_Exercise requirements_:
Please output exactly the part of the records below that opens with the line containing "Arc::clone(member)" and closes with the line containing "the loaded config.", both lines included, and nothing else.

Collected data:
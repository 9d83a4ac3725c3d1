//! Plexus runtime configuration schema, typed for serde YAML/JSON.

use serde::{Deserialize, Serialize};
use std::collections::BTreeMap;

// ---------------------------------------------------------------------------
// Top-level config
// ---------------------------------------------------------------------------

#[derive(Debug, Clone, Default, PartialEq, Serialize, Deserialize)]
#[serde(rename_all = "camelCase")]
pub struct PlexusConfig {
    /// Symbolic priority levels and the default priority
    #[serde(default, skip_serializing_if = "Option::is_none")]
    pub priorities: Option<PrioritiesConfig>,

    /// Service naming
    #[serde(default, skip_serializing_if = "Option::is_none")]
    pub registry: Option<RegistryConfig>,

    /// Bundle discovery
    #[serde(default, skip_serializing_if = "Option::is_none")]
    pub bundles: Option<BundlesConfig>,

    /// Logging configuration
    #[serde(default, skip_serializing_if = "Option::is_none")]
    pub logging: Option<LoggingConfig>,
}

// ---------------------------------------------------------------------------
// Sections
// ---------------------------------------------------------------------------

#[derive(Debug, Clone, Default, PartialEq, Serialize, Deserialize)]
#[serde(rename_all = "camelCase")]
pub struct PrioritiesConfig {
    /// Extra or overriding symbolic levels, layered on the built-in table.
    #[serde(default)]
    pub levels: BTreeMap<String, f64>,
    /// Priority of extensions that declare none.
    pub default: Option<f64>,
}

#[derive(Debug, Clone, Default, PartialEq, Serialize, Deserialize)]
#[serde(rename_all = "camelCase")]
pub struct RegistryConfig {
    /// Suffix appended to a category name for its collection service.
    pub collection_suffix: Option<String>,
}

#[derive(Debug, Clone, Default, PartialEq, Serialize, Deserialize)]
#[serde(rename_all = "camelCase")]
pub struct BundlesConfig {
    /// Directory scanned for bundle directories.
    pub dir: Option<String>,
    /// Bundle names to leave out of the bootstrap.
    #[serde(default)]
    pub disabled: Vec<String>,
}

#[derive(Debug, Clone, Default, PartialEq, Serialize, Deserialize)]
#[serde(rename_all = "camelCase")]
pub struct LoggingConfig {
    /// `EnvFilter` directive, e.g. `info` or `plexus_extensions=debug`.
    pub level: Option<String>,
    /// Emit JSON lines on the console instead of text.
    pub json: Option<bool>,
    /// Directory for daily-rolling log files; no file output when unset.
    pub dir: Option<String>,
}
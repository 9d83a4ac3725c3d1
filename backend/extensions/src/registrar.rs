//! Extension registrar: turns resolved extensions into named services.
//!
//! Every extension of a category is registered as `category[key]` (or
//! `category[index]` when it has no key or its name is taken), and the
//! category as a whole as `category[]`, whose value is the ordered list of
//! its extensions. Names never collide; a taken name falls back to
//! `category[#index]`.
//! A category is registered at most once; later attempts are ignored.
use std::any::Any;
use std::collections::{BTreeSet, HashMap, HashSet};
use std::fmt;
use std::sync::Arc;

use anyhow::anyhow;
use plexus_core::{
    Construction, Container, CustomRegistrar, Factory, Implementation, PlexusError,
    ResolvedExtension, Result, Service,
};
use tracing::{debug, info, warn};

/// Suffix naming the "all extensions of a category" service.
pub const DEFAULT_COLLECTION_SUFFIX: &str = "[]";

// ---------------------------------------------------------------------------
// Registered values
// ---------------------------------------------------------------------------

/// The value an individually registered extension resolves to.
#[derive(Clone)]
pub struct Extension {
    pub name: String,
    pub resolved: Arc<ResolvedExtension>,
    /// The constructed or shared implementation; `None` for metadata-only extensions.
    pub instance: Option<Service>,
}

impl Extension {
    pub fn key(&self) -> Option<&str> {
        self.resolved.key()
    }

    pub fn instance_as<T: Any + Send + Sync>(&self) -> Option<Arc<T>> {
        self.instance.clone()?.downcast::<T>().ok()
    }
}

impl fmt::Debug for Extension {
    fn fmt(&self, f: &mut fmt::Formatter<'_>) -> fmt::Result {
        f.debug_struct("Extension")
            .field("name", &self.name)
            .field("fields", &self.resolved.fields)
            .field("has_instance", &self.instance.is_some())
            .finish()
    }
}

/// Ordered list of every extension in a category.
#[derive(Debug, Clone, Default)]
pub struct ExtensionList(pub Vec<Arc<Extension>>);

impl ExtensionList {
    pub fn iter(&self) -> impl Iterator<Item = &Arc<Extension>> {
        self.0.iter()
    }

    pub fn len(&self) -> usize {
        self.0.len()
    }

    pub fn is_empty(&self) -> bool {
        self.0.is_empty()
    }

    pub fn keys(&self) -> Vec<&str> {
        self.0.iter().filter_map(|e| e.key()).collect()
    }
}

// ---------------------------------------------------------------------------
// Category registry
// ---------------------------------------------------------------------------

#[derive(Debug, Clone, Default)]
pub struct CategoryRecord {
    pub registered: bool,
    /// Service names registered for the category, in order.
    pub names: Vec<String>,
}

/// Which categories have been registered, and under which names.
#[derive(Debug, Clone, Default)]
pub struct CategoryRegistry {
    categories: HashMap<String, CategoryRecord>,
}

impl CategoryRegistry {
    pub fn is_registered(&self, category: &str) -> bool {
        self.categories
            .get(category)
            .is_some_and(|record| record.registered)
    }

    pub fn names(&self, category: &str) -> &[String] {
        self.categories
            .get(category)
            .map(|record| record.names.as_slice())
            .unwrap_or_default()
    }

    /// Registered category names, sorted.
    pub fn categories(&self) -> Vec<&str> {
        let mut names: Vec<&str> = self
            .categories
            .iter()
            .filter(|(_, record)| record.registered)
            .map(|(name, _)| name.as_str())
            .collect();
        names.sort_unstable();
        names
    }

    fn mark(&mut self, category: &str, names: Vec<String>) {
        self.categories.insert(
            category.to_string(),
            CategoryRecord {
                registered: true,
                names,
            },
        );
    }
}

// ---------------------------------------------------------------------------
// Registrar
// ---------------------------------------------------------------------------

pub struct ExtensionRegistrar<C: Container> {
    container: C,
    registry: CategoryRegistry,
    custom: HashMap<String, Box<dyn CustomRegistrar>>,
    suffix: String,
    /// Every dependency named by a registered extension.
    depended: BTreeSet<String>,
}

impl<C: Container> ExtensionRegistrar<C> {
    pub fn new(container: C) -> Self {
        Self {
            container,
            registry: CategoryRegistry::default(),
            custom: HashMap::new(),
            suffix: DEFAULT_COLLECTION_SUFFIX.to_string(),
            depended: BTreeSet::new(),
        }
    }

    pub fn with_collection_suffix(mut self, suffix: impl Into<String>) -> Self {
        self.suffix = suffix.into();
        self
    }

    /// Hand registration of `category` over to `registrar`.
    pub fn with_custom_registrar(
        mut self,
        category: impl Into<String>,
        registrar: impl CustomRegistrar + 'static,
    ) -> Self {
        self.add_custom_registrar(category, Box::new(registrar));
        self
    }

    pub fn add_custom_registrar(&mut self, category: impl Into<String>, registrar: Box<dyn CustomRegistrar>) {
        self.custom.insert(category.into(), registrar);
    }

    pub fn collection_name(&self, category: &str) -> String {
        format!("{category}{}", self.suffix)
    }

    pub fn registry(&self) -> &CategoryRegistry {
        &self.registry
    }

    pub fn container(&self) -> &C {
        &self.container
    }

    pub fn into_parts(self) -> (C, CategoryRegistry) {
        (self.container, self.registry)
    }

    /// Register each category's already sorted and resolved extensions.
    ///
    /// Returns the container so callers can keep registering into it.
    pub fn register_extensions<I>(&mut self, categories: I) -> Result<&mut C>
    where
        I: IntoIterator<Item = (String, Vec<Arc<ResolvedExtension>>)>,
    {
        for (category, extensions) in categories {
            if self.registry.is_registered(&category) {
                warn!(category = %category, "Category already registered; ignoring repeated registration");
                continue;
            }

            let names = if self.custom.contains_key(&category) {
                self.register_custom(&category, &extensions)?
            } else {
                self.register_generic(&category, &extensions)?
            };

            info!(category = %category, extensions = extensions.len(), "Registered extension category");
            self.registry.mark(&category, names);
            for extension in &extensions {
                self.depended.extend(extension.depends().iter().cloned());
            }
        }
        Ok(&mut self.container)
    }

    fn register_custom(&mut self, category: &str, extensions: &[Arc<ResolvedExtension>]) -> Result<Vec<String>> {
        let Some(registrar) = self.custom.get_mut(category) else {
            return Ok(Vec::new());
        };
        debug!(category, "Using custom registrar");
        for (index, extension) in extensions.iter().enumerate() {
            registrar
                .register(&mut self.container, extension, index)
                .map_err(|e| PlexusError::CustomRegistrarFailed {
                    category: category.to_string(),
                    message: e.to_string(),
                })?;
        }
        Ok(Vec::new())
    }

    fn register_generic(&mut self, category: &str, extensions: &[Arc<ResolvedExtension>]) -> Result<Vec<String>> {
        let collection = self.collection_name(category);
        if self.container.contains(&collection) {
            return Err(PlexusError::DuplicateService(collection));
        }

        // Every name is settled before the first factory is registered, so a
        // category is either registered completely or not at all.
        let mut taken = HashSet::from([collection.clone()]);
        let mut names = Vec::with_capacity(extensions.len());
        for (index, extension) in extensions.iter().enumerate() {
            let name = self.service_name(category, index, extension, &taken);
            taken.insert(name.clone());
            names.push(name);
        }

        for (name, extension) in names.iter().zip(extensions) {
            self.container.factory(
                name,
                extension.depends().to_vec(),
                extension_factory(name.clone(), Arc::clone(extension)),
            )?;
        }
        self.container
            .factory(&collection, names.clone(), collection_factory())?;
        debug!(category, collection = %collection, members = names.len(), "Registered collection");
        Ok(names)
    }

    /// `category[key]`, else `category[index]`, else `category[#index]` with a
    /// numeric suffix until the name is free.
    fn service_name(
        &self,
        category: &str,
        index: usize,
        extension: &ResolvedExtension,
        taken: &HashSet<String>,
    ) -> String {
        let free = |name: &String| !taken.contains(name) && !self.container.contains(name);

        let by_index = format!("{category}[{index}]");
        if let Some(key) = extension.key() {
            let by_key = format!("{category}[{key}]");
            if free(&by_key) {
                return by_key;
            }
            if free(&by_index) {
                warn!(category, key, index, name = %by_index, "Extension name already taken; registering by index");
                return by_index;
            }
        } else if free(&by_index) {
            return by_index;
        }

        let mut name = format!("{category}[#{index}]");
        let mut attempt = 1;
        while !free(&name) {
            name = format!("{category}[#{index}-{attempt}]");
            attempt += 1;
        }
        warn!(
            category,
            key = extension.key().unwrap_or_default(),
            index,
            name = %name,
            "Extension name already taken; registering under a fallback name"
        );
        name
    }

    /// Register an empty collection for every `X[]` dependency whose category
    /// was never registered, so its dependants can still be built.
    pub fn register_missing_collections(&mut self) -> Result<usize> {
        let missing: Vec<String> = self
            .depended
            .iter()
            .filter_map(|dependency| dependency.strip_suffix(self.suffix.as_str()))
            .filter(|category| !category.is_empty() && !self.registry.is_registered(category))
            .map(str::to_string)
            .collect();

        let mut count = 0;
        for category in missing {
            let collection = self.collection_name(&category);
            if !self.container.contains(&collection) {
                debug!(category = %category, "Registering empty collection for undeclared category");
                self.container.factory(&collection, Vec::new(), collection_factory())?;
                count += 1;
            }
            self.registry.mark(&category, Vec::new());
        }
        Ok(count)
    }
}

fn extension_factory(name: String, resolved: Arc<ResolvedExtension>) -> Factory {
    Box::new(move |dependencies: &[Service]| {
        let instance = match &resolved.implementation {
            Some(Implementation::Constructor(construct)) => Some((**construct)(&Construction {
                name: &name,
                fields: &resolved.fields,
                dependencies,
            })?),
            Some(Implementation::Instance(value)) => Some(Arc::clone(value)),
            None => None,
        };
        Ok(Arc::new(Extension {
            name,
            resolved,
            instance,
        }) as Service)
    })
}

fn collection_factory() -> Factory {
    Box::new(|members: &[Service]| {
        let extensions = members
            .iter()
            .map(|member| {
                Arc::clone(member)
                    .downcast::<Extension>()
                    .map_err(|_| anyhow!("collection member is not an extension"))
            })
            .collect::<anyhow::Result<Vec<_>>>()?;
        Ok(Arc::new(ExtensionList(extensions)) as Service)
    })
}
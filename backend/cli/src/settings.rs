//! Runtime settings derived from the loaded config.

use std::path::{Path, PathBuf};

use anyhow::Result;
use plexus_config::{defaults, PlexusConfig};
use plexus_extensions::{BundleCatalog, PriorityResolver};
use plexus_logging::LogOptions;
use tracing::warn;

/// Logging options from config, with the command line level taking precedence.
pub fn log_options(config: &PlexusConfig, level_override: Option<&str>) -> LogOptions {
    let logging = config.logging.clone().unwrap_or_default();
    LogOptions {
        level: level_override
            .map(str::to_string)
            .or(logging.level)
            .unwrap_or_else(|| defaults::DEFAULT_LOG_LEVEL.to_string()),
        json: logging.json.unwrap_or(false),
        dir: logging.dir.map(PathBuf::from),
    }
}

/// Built-in priority levels overlaid with the configured ones.
pub fn priority_resolver(config: &PlexusConfig) -> PriorityResolver {
    let priorities = config.priorities.clone().unwrap_or_default();
    PriorityResolver::default()
        .with_levels(priorities.levels)
        .with_default(priorities.default.unwrap_or(defaults::DEFAULT_PRIORITY))
}

pub fn collection_suffix(config: &PlexusConfig) -> String {
    config
        .registry
        .as_ref()
        .and_then(|r| r.collection_suffix.clone())
        .unwrap_or_else(|| defaults::DEFAULT_COLLECTION_SUFFIX.to_string())
}

pub fn bundles_dir(config: &PlexusConfig, dir_override: Option<&Path>) -> PathBuf {
    match dir_override {
        Some(dir) => dir.to_path_buf(),
        None => PathBuf::from(
            config
                .bundles
                .as_ref()
                .and_then(|b| b.dir.as_deref())
                .unwrap_or(defaults::DEFAULT_BUNDLES_DIR),
        ),
    }
}

/// Discover bundles and apply the configured disabled list.
pub fn bundle_catalog(config: &PlexusConfig, dir_override: Option<&Path>) -> Result<BundleCatalog> {
    let mut catalog = BundleCatalog::new(bundles_dir(config, dir_override));
    catalog.discover()?;
    let disabled = config.bundles.as_ref().map(|b| b.disabled.as_slice()).unwrap_or_default();
    for name in disabled {
        if !catalog.disable(name) {
            warn!(bundle = %name, "Disabled bundle not found");
        }
    }
    Ok(catalog)
}
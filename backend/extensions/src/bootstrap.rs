//! Bootstrap sequence: sort → resolve all → register → build.
//!
//! Runs once at application start. Everything is created and owned here, and
//! the returned [`Bootstrapped`] value is read-only.

use std::collections::BTreeMap;
use std::sync::Arc;

use futures::future::join_all;
use plexus_core::{CustomRegistrar, ExtensionDefinition, ImplementationLoader, Result};
use tracing::{debug, info};

use crate::container::{ServiceContainer, Services};
use crate::priority::PriorityResolver;
use crate::registrar::{
    CategoryRegistry, DEFAULT_COLLECTION_SUFFIX, ExtensionList, ExtensionRegistrar,
};
use crate::resolver::ExtensionResolver;
use crate::sorter::ExtensionSorter;

pub struct Bootstrap {
    sorter: ExtensionSorter,
    resolver: ExtensionResolver,
    suffix: String,
    custom: Vec<(String, Box<dyn CustomRegistrar>)>,
}

impl Bootstrap {
    pub fn new(loader: Arc<dyn ImplementationLoader>) -> Self {
        Self {
            sorter: ExtensionSorter::default(),
            resolver: ExtensionResolver::new(loader),
            suffix: DEFAULT_COLLECTION_SUFFIX.to_string(),
            custom: Vec::new(),
        }
    }

    pub fn with_priorities(mut self, priorities: PriorityResolver) -> Self {
        self.sorter = ExtensionSorter::new(priorities);
        self
    }

    pub fn with_collection_suffix(mut self, suffix: impl Into<String>) -> Self {
        self.suffix = suffix.into();
        self
    }

    pub fn with_custom_registrar(
        mut self,
        category: impl Into<String>,
        registrar: impl CustomRegistrar + 'static,
    ) -> Self {
        self.custom.push((category.into(), Box::new(registrar)));
        self
    }

    /// Run the whole pipeline over `categories`, in the given category order.
    pub async fn run<I>(self, categories: I) -> Result<Bootstrapped>
    where
        I: IntoIterator<Item = (String, Vec<ExtensionDefinition>)>,
    {
        let sorted: Vec<(String, Vec<ExtensionDefinition>)> = categories
            .into_iter()
            .map(|(category, mut definitions)| {
                for (index, definition) in definitions.iter_mut().enumerate() {
                    definition.index.get_or_insert(index);
                }
                let sorted = self.sorter.sort(&definitions);
                (category, sorted)
            })
            .collect();
        let total: usize = sorted.iter().map(|(_, defs)| defs.len()).sum();
        debug!(categories = sorted.len(), extensions = total, "Sorted extensions");

        let resolver = &self.resolver;
        let resolved = join_all(sorted.into_iter().map(|(category, definitions)| async move {
            let extensions = resolver
                .resolve_all(definitions)
                .await
                .into_iter()
                .map(Arc::new)
                .collect::<Vec<_>>();
            (category, extensions)
        }))
        .await;
        let loaded = resolved
            .iter()
            .flat_map(|(_, extensions)| extensions.iter())
            .filter(|e| e.is_loaded())
            .count();

        let mut registrar =
            ExtensionRegistrar::new(ServiceContainer::new()).with_collection_suffix(self.suffix.clone());
        for (category, custom) in self.custom {
            registrar.add_custom_registrar(category, custom);
        }
        registrar.register_extensions(resolved)?;
        registrar.register_missing_collections()?;

        let (container, registry) = registrar.into_parts();
        let services = container.build()?;
        info!(
            extensions = total,
            loaded,
            services = services.len(),
            "Extension bootstrap complete"
        );

        Ok(Bootstrapped {
            services,
            registry,
            suffix: self.suffix,
        })
    }
}

/// Result of a completed bootstrap.
pub struct Bootstrapped {
    pub services: Services,
    pub registry: CategoryRegistry,
    suffix: String,
}

impl Bootstrapped {
    pub fn collection_name(&self, category: &str) -> String {
        format!("{category}{}", self.suffix)
    }

    /// All extensions of `category`, in priority order.
    pub fn collection(&self, category: &str) -> Result<Arc<ExtensionList>> {
        self.services.collection(&self.collection_name(category))
    }

    /// Registered categories with their service names.
    pub fn categories(&self) -> BTreeMap<&str, &[String]> {
        self.registry
            .categories()
            .into_iter()
            .map(|category| (category, self.registry.names(category)))
            .collect()
    }
}
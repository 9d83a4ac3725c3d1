//! Config file loading.

use crate::schema::PlexusConfig;
use anyhow::{Context, Result};
use std::path::{Path, PathBuf};
use tokio::fs;
use tracing::{debug, info};

/// Default config file name within the config directory.
const CONFIG_FILE_NAME: &str = "plexus.yaml";

/// Resolve the Plexus config directory.
/// Priority: `PLEXUS_CONFIG_DIR` env > `~/.plexus/` > `./.plexus`
pub fn config_dir() -> PathBuf {
    if let Ok(dir) = std::env::var("PLEXUS_CONFIG_DIR") {
        return PathBuf::from(dir);
    }
    match dirs::home_dir() {
        Some(home) => home.join(".plexus"),
        None => PathBuf::from(".plexus"),
    }
}

/// Resolve the full path to the main config file.
pub fn config_file_path(config_dir: &Path) -> PathBuf {
    config_dir.join(CONFIG_FILE_NAME)
}

/// Load and parse the config from disk.
///
/// Returns `Ok(Default::default())` if the file doesn't exist.
pub async fn load_config(path: &Path) -> Result<PlexusConfig> {
    if !path.exists() {
        debug!(path = %path.display(), "Config file does not exist; using defaults");
        return Ok(PlexusConfig::default());
    }

    let raw = fs::read_to_string(path)
        .await
        .with_context(|| format!("Failed to read config file: {}", path.display()))?;

    let config: PlexusConfig = serde_yaml::from_str(&raw)
        .with_context(|| format!("Failed to parse config YAML at: {}", path.display()))?;

    info!(path = %path.display(), "Loaded config");
    Ok(config)
}

#[cfg(test)]
mod tests {
    use super::*;

    #[tokio::test]
    async fn missing_file_yields_defaults() {
        let tmp = tempfile::tempdir().unwrap();
        let config = load_config(&tmp.path().join("absent.yaml")).await.unwrap();
        assert_eq!(config, PlexusConfig::default());
    }

    #[tokio::test]
    async fn reads_yaml_file() {
        let tmp = tempfile::tempdir().unwrap();
        let path = config_file_path(tmp.path());
        std::fs::write(&path, "registry:\n  collectionSuffix: \"/all\"\n").unwrap();
        let config = load_config(&path).await.unwrap();
        assert_eq!(config.registry.unwrap().collection_suffix.as_deref(), Some("/all"));
    }

    #[tokio::test]
    async fn malformed_yaml_names_the_file() {
        let tmp = tempfile::tempdir().unwrap();
        let path = tmp.path().join("bad.yaml");
        std::fs::write(&path, "priorities: [unclosed").unwrap();
        let err = load_config(&path).await.unwrap_err();
        assert!(err.to_string().contains("bad.yaml"));
    }
}
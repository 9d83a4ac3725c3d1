//! `plexus-config`: Plexus runtime configuration.
//!
//! Provides:
//! - Typed config schema (priorities, registry naming, bundles, logging)
//! - YAML loading
//! - `${ENV_VAR}` substitution
//! - Default value application
//! - Validation

pub mod defaults;
pub mod env;
pub mod io;
pub mod schema;
pub mod validation;

// Re-export most-used types at crate root.
pub use defaults::apply_all_defaults;
pub use env::{resolve_env_vars, resolve_env_vars_with, MissingEnvVarError};
pub use io::{config_dir, config_file_path, load_config};
pub use schema::{BundlesConfig, LoggingConfig, PlexusConfig, PrioritiesConfig, RegistryConfig};
pub use validation::{validate, ConfigValidationError, ValidationReport};

use anyhow::{bail, Context, Result};
use serde_json::Value;
use std::path::Path;

/// Load, apply env substitution, apply defaults and validate a config file.
///
/// This is the main entry point for loading a config at runtime. Warnings
/// are logged; any validation error fails the load.
pub async fn load_and_prepare(path: &Path) -> Result<PlexusConfig> {
    let raw_config = load_config(path).await?;

    let value: Value =
        serde_json::to_value(&raw_config).context("Failed to serialize config for processing")?;
    let value = resolve_env_vars(&value).context("Failed to resolve env vars in config")?;
    let config: PlexusConfig =
        serde_json::from_value(value).context("Failed to deserialize config after processing")?;

    let config = apply_all_defaults(config);

    let report = validate(&config);
    for warning in &report.warnings {
        tracing::warn!(path = %warning.path, message = %warning.message, "Config warning");
    }
    for error in &report.errors {
        tracing::error!(path = %error.path, message = %error.message, "Config error");
    }
    if !report.is_valid() {
        bail!("{} config error(s) in {}", report.errors.len(), path.display());
    }

    Ok(config)
}
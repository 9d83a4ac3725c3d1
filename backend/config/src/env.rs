//! `${VAR}` substitution in config values.
//!
//! Only uppercase `[A-Z_][A-Z0-9_]*` names are matched. `$${VAR}` is an
//! escape and yields a literal `${VAR}`.

use anyhow::Result;
use once_cell::sync::Lazy;
use regex::{Captures, Regex};
use serde_json::Value;
use std::collections::HashMap;

/// Matches `${VAR}` with an optional leading `$` escape.
static ENV_VAR_PATTERN: Lazy<Regex> =
    Lazy::new(|| Regex::new(r"(\$?)\$\{([A-Z_][A-Z0-9_]*)\}").expect("valid env var pattern"));

#[derive(Debug, thiserror::Error)]
#[error("Missing env var \"{var_name}\" referenced at config path: {config_path}")]
pub struct MissingEnvVarError {
    pub var_name: String,
    pub config_path: String,
}

/// Substitute env vars from the process environment.
pub fn resolve_env_vars(value: &Value) -> Result<Value> {
    resolve_env_vars_with(value, &std::env::vars().collect())
}

/// Substitute env vars from `env`. Unset or empty variables are an error.
pub fn resolve_env_vars_with(value: &Value, env: &HashMap<String, String>) -> Result<Value> {
    Ok(substitute(value, env, "")?)
}

fn substitute(value: &Value, env: &HashMap<String, String>, path: &str) -> Result<Value, MissingEnvVarError> {
    Ok(match value {
        Value::String(s) => Value::String(substitute_str(s, env, path)?),
        Value::Array(items) => Value::Array(
            items
                .iter()
                .enumerate()
                .map(|(i, v)| substitute(v, env, &format!("{path}[{i}]")))
                .collect::<Result<_, _>>()?,
        ),
        Value::Object(map) => {
            let mut out = serde_json::Map::new();
            for (k, v) in map {
                let child = if path.is_empty() { k.clone() } else { format!("{path}.{k}") };
                out.insert(k.clone(), substitute(v, env, &child)?);
            }
            Value::Object(out)
        }
        other => other.clone(),
    })
}

fn substitute_str(s: &str, env: &HashMap<String, String>, path: &str) -> Result<String, MissingEnvVarError> {
    if !s.contains("${") {
        return Ok(s.to_string());
    }
    let mut missing = None;
    let out = ENV_VAR_PATTERN.replace_all(s, |caps: &Captures| {
        let name = &caps[2];
        if !caps[1].is_empty() {
            return format!("${{{name}}}");
        }
        match env.get(name) {
            Some(val) if !val.is_empty() => val.clone(),
            _ => {
                missing.get_or_insert_with(|| name.to_string());
                String::new()
            }
        }
    });
    match missing {
        Some(var_name) => Err(MissingEnvVarError {
            var_name,
            config_path: path.to_string(),
        }),
        None => Ok(out.into_owned()),
    }
}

_Answer to the exercise_:
                Arc::clone(member)
                    .downcast::<Extension>()
                    .map_err(|_| anyhow!("collection member is not an extension"))
            })
            .collect::<anyhow::Result<Vec<_>>>()?;
        Ok(Arc::new(ExtensionList(extensions)) as Service)
    })
}
filename backend/cli/src/settings.rs
//! Runtime settings derived from the loaded config.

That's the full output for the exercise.